Yuki sat down. The room was warm. The frog sat by the window.
Sam lasted twenty-two minutes before his eyes closed.
He didn't drink the tea.
He woke up an hour later to Yuki sitting in lotus and the dream dissolving so fast he couldn't hold any of it, just the afterimage of water and something expensive submerged in it, and the feeling of having been told something important in a language he almost spoke.
He looked at the untouched tea.
Looked at Yuki.
Said nothing. Got up. Left.
Tijjani came on a Thursday and stood just inside the door.
"I'm not sitting down," he announced.
Yuki nodded.
"Because if I don't sit down, I can't fall asleep. Basic physics."
"Ok."
Tijjani stood by the door for forty minutes. He was very good at standing. He'd stood in harder places than this. The room was warm and the air smelled gentle and Yuki was doing absolutely nothing threatening, just sitting, just existing, and Tijjani breathed slow and counted his own breaths and examined the mechanism of the room for weaknesses.
He was horizontal on the floor when he woke up. He had no memory of lying down. There was a blanket over him.
He sat up. Fixed Yuki with a look of profound accusation.
Yuki offered him tea.
Tijjani left without saying anything and spent the walk home in a fury that slowly, somewhere around the third block, became something that was almost indistinguishable from gratitude, which made him furious all over again.
Milos arrived vibrating.
He had a Red Bull in one hand and his phone in the other and he was running on what he personally described as "content-creator-posting-at-3am energy" but which looked from the outside like a young man who had not slept correctly in several days.
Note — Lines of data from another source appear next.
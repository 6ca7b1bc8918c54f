//! Process-wide sync state published to observers.

use lexisync_protocol::{CollectionId, Timestamp};
use serde::Serialize;
use std::fmt;
use std::sync::Arc;
use tokio::sync::watch;

/// Kind of sync run.
#[derive(Debug, Clone, Copy, PartialEq, Eq, Hash, Serialize)]
#[serde(rename_all = "lowercase")]
pub enum SyncKind {
    /// Paginate every requested collection from the first page.
    Full,
    /// Fetch changes since each collection's cursor.
    Delta,
}

impl fmt::Display for SyncKind {
    fn fmt(&self, f: &mut fmt::Formatter<'_>) -> fmt::Result {
        match self {
            SyncKind::Full => f.write_str("full"),
            SyncKind::Delta => f.write_str("delta"),
        }
    }
}

/// Status of one collection within a run.
#[derive(Debug, Clone, Default, PartialEq, Eq, Serialize)]
#[serde(rename_all = "lowercase", tag = "state", content = "cause")]
pub enum ProgressStatus {
    /// No run has touched the collection yet.
    #[default]
    Idle,
    /// The collection is being synced.
    Running,
    /// The collection finished without error.
    Succeeded,
    /// A transport, parse or timeout error stopped the collection.
    Failed(String),
    /// The run was cancelled before the collection finished.
    Cancelled,
}

impl ProgressStatus {
    /// Returns true once the collection can make no further progress in this run.
    pub fn is_terminal(&self) -> bool {
        matches!(
            self,
            ProgressStatus::Succeeded | ProgressStatus::Failed(_) | ProgressStatus::Cancelled
        )
    }

    /// Returns true while the collection is running.
    pub fn is_running(&self) -> bool {
        matches!(self, ProgressStatus::Running)
    }
}

impl fmt::Display for ProgressStatus {
    fn fmt(&self, f: &mut fmt::Formatter<'_>) -> fmt::Result {
        match self {
            ProgressStatus::Idle => f.write_str("idle"),
            ProgressStatus::Running => f.write_str("running"),
            ProgressStatus::Succeeded => f.write_str("succeeded"),
            ProgressStatus::Failed(cause) => write!(f, "failed: {cause}"),
            ProgressStatus::Cancelled => f.write_str("cancelled"),
        }
    }
}

/// Progress of one collection.
#[derive(Debug, Clone, Default, PartialEq, Eq, Serialize)]
#[serde(rename_all = "camelCase")]
pub struct CollectionProgress {
    /// Entities received so far.
    pub items_synced: u64,
    /// Entities expected, as reported by the backend.
    pub items_total: u64,
    /// Current status.
    pub status: ProgressStatus,
}

impl CollectionProgress {
    /// A fresh record for a collection that is about to run.
    pub fn running() -> Self {
        Self {
            items_synced: 0,
            items_total: 0,
            status: ProgressStatus::Running,
        }
    }
}

/// The job currently in flight, for display.
#[derive(Debug, Clone, Copy, PartialEq, Eq, Serialize)]
#[serde(rename_all = "camelCase")]
pub struct ActiveJob {
    /// Job id.
    pub id: u64,
    /// Run kind.
    pub kind: SyncKind,
    /// When the job was claimed.
    pub started_at: Timestamp,
}

/// Snapshot of the sync subsystem.
///
/// # Invariants
///
/// - `is_active` implies at least one progress record is `Running`
/// - `next_scheduled_sync` is `None` while active and set once a run ends
/// - `pending_changes` drops only after a successful push
#[derive(Debug, Clone, Default, PartialEq, Eq, Serialize)]
#[serde(rename_all = "camelCase")]
pub struct SyncState {
    /// True while a run is in flight.
    pub is_active: bool,
    /// Mirrors the connectivity monitor.
    pub is_offline: bool,
    /// End of the last run in which a collection succeeded.
    pub last_sync_time: Option<Timestamp>,
    /// When the timer will next fire.
    pub next_scheduled_sync: Option<Timestamp>,
    /// Number of unpushed local mutations.
    pub pending_changes: u64,
    /// Progress of the vocabularies collection.
    pub vocabulary_progress: CollectionProgress,
    /// Progress of the resources collection.
    pub resource_progress: CollectionProgress,
    /// The job in flight, if any.
    pub active_job: Option<ActiveJob>,
}

impl SyncState {
    /// Returns the progress record of a collection.
    pub fn progress(&self, collection: CollectionId) -> &CollectionProgress {
        match collection {
            CollectionId::Vocabularies => &self.vocabulary_progress,
            CollectionId::Resources => &self.resource_progress,
        }
    }

    /// Returns the progress record of a collection for update.
    pub fn progress_mut(&mut self, collection: CollectionId) -> &mut CollectionProgress {
        match collection {
            CollectionId::Vocabularies => &mut self.vocabulary_progress,
            CollectionId::Resources => &mut self.resource_progress,
        }
    }

    /// Returns true if any collection is still running.
    pub fn any_running(&self) -> bool {
        CollectionId::ALL
            .iter()
            .any(|c| self.progress(*c).status.is_running())
    }
}

/// Single writer of [`SyncState`].
///
/// Every change is applied under the channel lock, so subscribers only ever
/// observe complete snapshots.
#[derive(Debug, Clone)]
pub struct StatePublisher {
    tx: Arc<watch::Sender<SyncState>>,
}

impl StatePublisher {
    /// Creates a publisher holding the default state.
    pub fn new() -> Self {
        let (tx, _rx) = watch::channel(SyncState::default());
        Self { tx: Arc::new(tx) }
    }

    /// Returns a copy of the current state.
    pub fn snapshot(&self) -> SyncState {
        self.tx.borrow().clone()
    }

    /// Subscribes to state changes.
    pub fn subscribe(&self) -> watch::Receiver<SyncState> {
        self.tx.subscribe()
    }

    /// Applies `f` as one transition and notifies subscribers.
    pub fn update<F>(&self, f: F)
    where
        F: FnOnce(&mut SyncState),
    {
        self.tx.send_modify(f);
    }
}

impl Default for StatePublisher {
    fn default() -> Self {
        Self::new()
    }
}

#[cfg(test)]
mod tests {
    use super::*;

    #[test]
    fn terminal_statuses() {
        assert!(!ProgressStatus::Idle.is_terminal());
        assert!(!ProgressStatus::Running.is_terminal());
        assert!(ProgressStatus::Succeeded.is_terminal());
        assert!(ProgressStatus::Failed("timeout".into()).is_terminal());
        assert!(ProgressStatus::Cancelled.is_terminal());
    }

    #[test]
    fn progress_by_collection() {
        let mut state = SyncState::default();
        state.progress_mut(CollectionId::Resources).status = ProgressStatus::Running;
        assert!(state.any_running());
        assert_eq!(
            state.progress(CollectionId::Vocabularies).status,
            ProgressStatus::Idle
        );
    }

    #[tokio::test]
    async fn publisher_notifies_subscribers() {
        let publisher = StatePublisher::new();
        let mut rx = publisher.subscribe();

        publisher.update(|s| {
            s.is_active = true;
            s.pending_changes = 3;
        });

        rx.changed().await.unwrap();
        let seen = rx.borrow_and_update().clone();
        assert!(seen.is_active);
        assert_eq!(seen.pending_changes, 3);
        assert_eq!(publisher.snapshot(), seen);
    }

    #[test]
    fn status_serializes_with_cause() {
        let json = serde_json::to_value(ProgressStatus::Failed("boom".into())).unwrap();
        assert_eq!(json["state"], "failed");
        assert_eq!(json["cause"], "boom");
    }
}
//! Protocol messages exchanged with the remote backend.

use crate::entity::{CollectionId, Entity, Timestamp};
use crate::error::{ProtocolError, ProtocolResult};
use crate::oplog::PendingChange;
use serde::de::DeserializeOwned;
use serde::{Deserialize, Serialize};

fn encode<T: Serialize>(value: &T) -> ProtocolResult<Vec<u8>> {
    serde_json::to_vec(value).map_err(ProtocolError::encoding)
}

fn decode<T: DeserializeOwned>(bytes: &[u8]) -> ProtocolResult<T> {
    serde_json::from_slice(bytes).map_err(ProtocolError::decoding)
}

/// Filters accepted by the list endpoint.
#[derive(Debug, Clone, Default, PartialEq, Eq, Serialize, Deserialize)]
#[serde(rename_all = "camelCase")]
pub struct ListFilter {
    /// Free-text search.
    #[serde(default, skip_serializing_if = "Option::is_none")]
    pub search: Option<String>,
    /// Part of speech (vocabularies only).
    #[serde(default, skip_serializing_if = "Option::is_none")]
    pub part_of_speech: Option<String>,
}

impl ListFilter {
    /// A filter that matches everything.
    pub fn none() -> Self {
        Self::default()
    }

    /// Sets the search text.
    pub fn with_search(mut self, text: impl Into<String>) -> Self {
        self.search = Some(text.into());
        self
    }

    /// Sets the part of speech.
    pub fn with_part_of_speech(mut self, pos: impl Into<String>) -> Self {
        self.part_of_speech = Some(pos.into());
        self
    }

    /// Returns true if the filter has no criteria.
    pub fn is_empty(&self) -> bool {
        self.search.is_none() && self.part_of_speech.is_none()
    }

    /// Returns true if `entity` passes the filter.
    pub fn matches(&self, entity: &Entity) -> bool {
        if let Some(text) = &self.search {
            if !entity.matches_search(text) {
                return false;
            }
        }
        if let Some(pos) = &self.part_of_speech {
            let entity_pos = entity
                .as_vocabulary()
                .and_then(|v| v.part_of_speech.as_deref());
            if !entity_pos.is_some_and(|p| p.eq_ignore_ascii_case(pos)) {
                return false;
            }
        }
        true
    }

    /// Renders the filter as URL query pairs.
    pub fn query_pairs(&self) -> Vec<(&'static str, String)> {
        let mut pairs = Vec::new();
        if let Some(search) = &self.search {
            pairs.push(("search", search.clone()));
        }
        if let Some(pos) = &self.part_of_speech {
            pairs.push(("partOfSpeech", pos.clone()));
        }
        pairs
    }
}

/// Request for one page of a collection.
#[derive(Debug, Clone, PartialEq, Eq, Serialize, Deserialize)]
#[serde(rename_all = "camelCase")]
pub struct ListRequest {
    /// Collection to list.
    pub collection: CollectionId,
    /// Zero-based page index.
    pub page: u32,
    /// Page size.
    pub limit: u32,
    /// Filters.
    #[serde(default)]
    pub filter: ListFilter,
}

impl ListRequest {
    /// Creates an unfiltered list request.
    pub fn new(collection: CollectionId, page: u32, limit: u32) -> Self {
        Self {
            collection,
            page,
            limit,
            filter: ListFilter::none(),
        }
    }

    /// Sets the filter.
    pub fn with_filter(mut self, filter: ListFilter) -> Self {
        self.filter = filter;
        self
    }
}

/// One page of a collection.
#[derive(Debug, Clone, Default, PartialEq, Eq, Serialize, Deserialize)]
pub struct ListPage {
    /// Entities on this page.
    pub items: Vec<Entity>,
    /// Total number of matching entities.
    pub total: u64,
}

impl ListPage {
    /// Creates a page.
    pub fn new(items: Vec<Entity>, total: u64) -> Self {
        Self { items, total }
    }

    /// Encodes to JSON.
    pub fn encode(&self) -> ProtocolResult<Vec<u8>> {
        encode(self)
    }

    /// Decodes from JSON and checks every item belongs to `collection`.
    pub fn decode(bytes: &[u8], collection: CollectionId) -> ProtocolResult<Self> {
        let page: Self = decode(bytes)?;
        check_items(&page.items, collection)?;
        Ok(page)
    }
}

/// Request for the changes of a collection since a timestamp.
#[derive(Debug, Clone, Copy, PartialEq, Eq, Serialize, Deserialize)]
pub struct ChangesSinceRequest {
    /// Collection to query.
    pub collection: CollectionId,
    /// Exclusive lower bound on `updated_at`.
    pub since: Timestamp,
}

impl ChangesSinceRequest {
    /// Creates a changes-since request.
    pub fn new(collection: CollectionId, since: Timestamp) -> Self {
        Self { collection, since }
    }
}

/// Changed and deleted entities of a collection.
#[derive(Debug, Clone, Default, PartialEq, Eq, Serialize, Deserialize)]
pub struct ChangeSet {
    /// New or modified entities.
    #[serde(default)]
    pub upserts: Vec<Entity>,
    /// Ids of deleted entities.
    #[serde(default)]
    pub deletions: Vec<String>,
}

impl ChangeSet {
    /// Creates a change set.
    pub fn new(upserts: Vec<Entity>, deletions: Vec<String>) -> Self {
        Self { upserts, deletions }
    }

    /// Returns true if there are no changes.
    pub fn is_empty(&self) -> bool {
        self.upserts.is_empty() && self.deletions.is_empty()
    }

    /// Encodes to JSON.
    pub fn encode(&self) -> ProtocolResult<Vec<u8>> {
        encode(self)
    }

    /// Decodes from JSON and checks every upsert belongs to `collection`.
    pub fn decode(bytes: &[u8], collection: CollectionId) -> ProtocolResult<Self> {
        let changes: Self = decode(bytes)?;
        check_items(&changes.upserts, collection)?;
        Ok(changes)
    }
}

/// Local mutations sent to the backend.
#[derive(Debug, Clone, Default, PartialEq, Serialize, Deserialize)]
pub struct PushRequest {
    /// Mutations in queue order.
    pub changes: Vec<PendingChange>,
}

impl PushRequest {
    /// Creates a push request.
    pub fn new(changes: Vec<PendingChange>) -> Self {
        Self { changes }
    }

    /// Encodes to JSON.
    pub fn encode(&self) -> ProtocolResult<Vec<u8>> {
        encode(self)
    }

    /// Decodes from JSON.
    pub fn decode(bytes: &[u8]) -> ProtocolResult<Self> {
        decode(bytes)
    }
}

/// Backend verdict on a push.
#[derive(Debug, Clone, Default, PartialEq, Eq, Serialize, Deserialize)]
pub struct PushResult {
    /// Operation ids the backend stored.
    #[serde(default)]
    pub accepted: Vec<u64>,
    /// Operation ids the backend refused.
    #[serde(default)]
    pub rejected: Vec<u64>,
}

impl PushResult {
    /// Accepts every change of a request.
    pub fn accept_all(request: &PushRequest) -> Self {
        Self {
            accepted: request.changes.iter().map(|c| c.op_id).collect(),
            rejected: Vec::new(),
        }
    }

    /// Encodes to JSON.
    pub fn encode(&self) -> ProtocolResult<Vec<u8>> {
        encode(self)
    }

    /// Decodes from JSON.
    pub fn decode(bytes: &[u8]) -> ProtocolResult<Self> {
        decode(bytes)
    }
}

fn check_items(items: &[Entity], collection: CollectionId) -> ProtocolResult<()> {
    for item in items {
        item.validate()?;
        if item.collection != collection {
            return Err(ProtocolError::invalid_structure(format!(
                "entity {} belongs to {}, expected {}",
                item.id, item.collection, collection
            )));
        }
    }
    Ok(())
}
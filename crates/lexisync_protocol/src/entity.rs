//! Entity snapshots and their identifiers.

use crate::error::ProtocolError;
use serde::{Deserialize, Serialize};
use std::fmt;
use std::str::FromStr;
use std::time::{Duration, SystemTime};

/// A synchronized collection.
#[derive(Debug, Clone, Copy, PartialEq, Eq, PartialOrd, Ord, Hash, Serialize, Deserialize)]
#[serde(rename_all = "lowercase")]
pub enum CollectionId {
    /// Vocabulary entries.
    Vocabularies,
    /// Learning resources.
    Resources,
}

impl CollectionId {
    /// Every collection, in sync order.
    pub const ALL: [CollectionId; 2] = [CollectionId::Vocabularies, CollectionId::Resources];

    /// Returns the wire name of the collection.
    pub fn as_str(&self) -> &'static str {
        match self {
            CollectionId::Vocabularies => "vocabularies",
            CollectionId::Resources => "resources",
        }
    }
}

impl fmt::Display for CollectionId {
    fn fmt(&self, f: &mut fmt::Formatter<'_>) -> fmt::Result {
        f.write_str(self.as_str())
    }
}

impl FromStr for CollectionId {
    type Err = ProtocolError;

    fn from_str(s: &str) -> Result<Self, Self::Err> {
        match s {
            "vocabularies" | "vocabulary" => Ok(CollectionId::Vocabularies),
            "resources" | "resource" => Ok(CollectionId::Resources),
            other => Err(ProtocolError::UnknownCollection(other.to_string())),
        }
    }
}

/// Milliseconds since the Unix epoch.
#[derive(
    Debug, Clone, Copy, Default, PartialEq, Eq, PartialOrd, Ord, Hash, Serialize, Deserialize,
)]
#[serde(transparent)]
pub struct Timestamp(pub u64);

impl Timestamp {
    /// The Unix epoch, used as the cursor of a collection that never synced.
    pub const EPOCH: Timestamp = Timestamp(0);

    /// Creates a timestamp from milliseconds.
    pub const fn from_millis(millis: u64) -> Self {
        Self(millis)
    }

    /// Returns the current wall-clock time.
    pub fn now() -> Self {
        let millis = SystemTime::now()
            .duration_since(SystemTime::UNIX_EPOCH)
            .unwrap_or_default()
            .as_millis();
        Self(u64::try_from(millis).unwrap_or(u64::MAX))
    }

    /// Returns the raw millisecond value.
    pub const fn as_millis(&self) -> u64 {
        self.0
    }

    /// Adds a duration, saturating at the maximum.
    pub fn saturating_add(self, duration: Duration) -> Self {
        let millis = u64::try_from(duration.as_millis()).unwrap_or(u64::MAX);
        Self(self.0.saturating_add(millis))
    }
}

impl fmt::Display for Timestamp {
    fn fmt(&self, f: &mut fmt::Formatter<'_>) -> fmt::Result {
        write!(f, "{}ms", self.0)
    }
}

/// Where an entity snapshot came from.
#[derive(Debug, Clone, Copy, Default, PartialEq, Eq, Hash, Serialize, Deserialize)]
#[serde(rename_all = "lowercase")]
pub enum Origin {
    /// Received from the remote backend.
    #[default]
    Remote,
    /// Created or edited on this device.
    Local,
    /// Produced by the online dictionary lookup.
    Online,
}

/// A vocabulary entry.
#[derive(Debug, Clone, Default, PartialEq, Eq, Serialize, Deserialize)]
#[serde(rename_all = "camelCase")]
pub struct Vocabulary {
    /// The word or phrase being learned.
    pub word: String,
    /// Translation into the learner's language.
    #[serde(default)]
    pub translation: String,
    /// Dictionary definition.
    #[serde(default, skip_serializing_if = "Option::is_none")]
    pub definition: Option<String>,
    /// Part of speech (noun, verb, ...).
    #[serde(default, skip_serializing_if = "Option::is_none")]
    pub part_of_speech: Option<String>,
    /// Example sentences.
    #[serde(default, skip_serializing_if = "Vec::is_empty")]
    pub examples: Vec<String>,
    /// Language code of `word`.
    #[serde(default, skip_serializing_if = "Option::is_none")]
    pub language: Option<String>,
}

/// A learning resource.
#[derive(Debug, Clone, Default, PartialEq, Eq, Serialize, Deserialize)]
#[serde(rename_all = "camelCase")]
pub struct Resource {
    /// Display title.
    pub title: String,
    /// Link to the resource.
    #[serde(default)]
    pub url: String,
    /// Resource kind (article, video, podcast, ...).
    #[serde(default, skip_serializing_if = "Option::is_none")]
    pub kind: Option<String>,
    /// Short description.
    #[serde(default, skip_serializing_if = "Option::is_none")]
    pub description: Option<String>,
}

/// Collection-specific payload of an entity.
#[derive(Debug, Clone, PartialEq, Eq, Serialize, Deserialize)]
#[serde(rename_all = "lowercase")]
pub enum EntityBody {
    /// Vocabulary payload.
    Vocabulary(Vocabulary),
    /// Resource payload.
    Resource(Resource),
}

impl EntityBody {
    /// Returns the collection this payload belongs to.
    pub fn collection(&self) -> CollectionId {
        match self {
            EntityBody::Vocabulary(_) => CollectionId::Vocabularies,
            EntityBody::Resource(_) => CollectionId::Resources,
        }
    }
}

/// An immutable entity snapshot.
///
/// A sync never patches an entity; a newer snapshot replaces the old one
/// wholesale. `updated_at` is the server timestamp used for
/// last-write-wins resolution.
#[derive(Debug, Clone, PartialEq, Eq, Serialize, Deserialize)]
#[serde(rename_all = "camelCase")]
pub struct Entity {
    /// Unique id within the collection.
    pub id: String,
    /// Collection tag.
    pub collection: CollectionId,
    /// Authoritative modification time.
    pub updated_at: Timestamp,
    /// Where this snapshot came from.
    #[serde(default)]
    pub origin: Origin,
    /// Collection-specific payload.
    pub body: EntityBody,
}

impl Entity {
    /// Creates a remote-origin vocabulary entity.
    pub fn vocabulary(id: impl Into<String>, updated_at: Timestamp, body: Vocabulary) -> Self {
        Self {
            id: id.into(),
            collection: CollectionId::Vocabularies,
            updated_at,
            origin: Origin::Remote,
            body: EntityBody::Vocabulary(body),
        }
    }

    /// Creates a remote-origin resource entity.
    pub fn resource(id: impl Into<String>, updated_at: Timestamp, body: Resource) -> Self {
        Self {
            id: id.into(),
            collection: CollectionId::Resources,
            updated_at,
            origin: Origin::Remote,
            body: EntityBody::Resource(body),
        }
    }

    /// Creates a device-local entity with a fresh UUID.
    pub fn new_local(body: EntityBody, updated_at: Timestamp) -> Self {
        Self {
            id: uuid::Uuid::new_v4().to_string(),
            collection: body.collection(),
            updated_at,
            origin: Origin::Local,
            body,
        }
    }

    /// Returns a copy tagged with the given origin.
    pub fn with_origin(mut self, origin: Origin) -> Self {
        self.origin = origin;
        self
    }

    /// Returns the vocabulary payload, if any.
    pub fn as_vocabulary(&self) -> Option<&Vocabulary> {
        match &self.body {
            EntityBody::Vocabulary(v) => Some(v),
            EntityBody::Resource(_) => None,
        }
    }

    /// Returns the resource payload, if any.
    pub fn as_resource(&self) -> Option<&Resource> {
        match &self.body {
            EntityBody::Resource(r) => Some(r),
            EntityBody::Vocabulary(_) => None,
        }
    }

    /// Checks that the collection tag agrees with the payload and the id is set.
    pub fn validate(&self) -> Result<(), ProtocolError> {
        if self.id.is_empty() {
            return Err(ProtocolError::invalid_structure("entity id is empty"));
        }
        if self.body.collection() != self.collection {
            return Err(ProtocolError::invalid_structure(format!(
                "entity {} tagged {} carries a {} payload",
                self.id,
                self.collection,
                self.body.collection()
            )));
        }
        Ok(())
    }

    /// Returns true if `text` occurs (case-insensitively) in the searchable fields.
    pub fn matches_search(&self, text: &str) -> bool {
        let needle = text.to_lowercase();
        let contains = |s: &str| s.to_lowercase().contains(&needle);
        match &self.body {
            EntityBody::Vocabulary(v) => {
                contains(&v.word)
                    || contains(&v.translation)
                    || v.definition.as_deref().is_some_and(contains)
            }
            EntityBody::Resource(r) => {
                contains(&r.title) || r.description.as_deref().is_some_and(contains)
            }
        }
    }
}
"Okay listen," he said to Yuki, dropping into the chair. "I know what's happening. You got some kind of vibe in here that just makes people crash. It's the air quality. Or the tea. Or the couch is just like, engineered for maximum—"
He was asleep before he finished the sentence.
The Red Bull sat on the table, still fizzing.
Yuki picked it up, looked at it, set it carefully out of reach.
Milos dreamed of something reaching down and stroking his hair — slow, gentle, the way you'd touch something you were trying not to wake. He wanted to say don't and the word came out but quietly, directed at something that wasn't there or was everywhere, and in the dream he understood that he was afraid not because the touch was harmful but because it wasn't, and he didn't know what to do with comfort he couldn't explain.
"Don't," he said again.
The hand kept moving.
He woke up with his face wet and pretended he hadn't.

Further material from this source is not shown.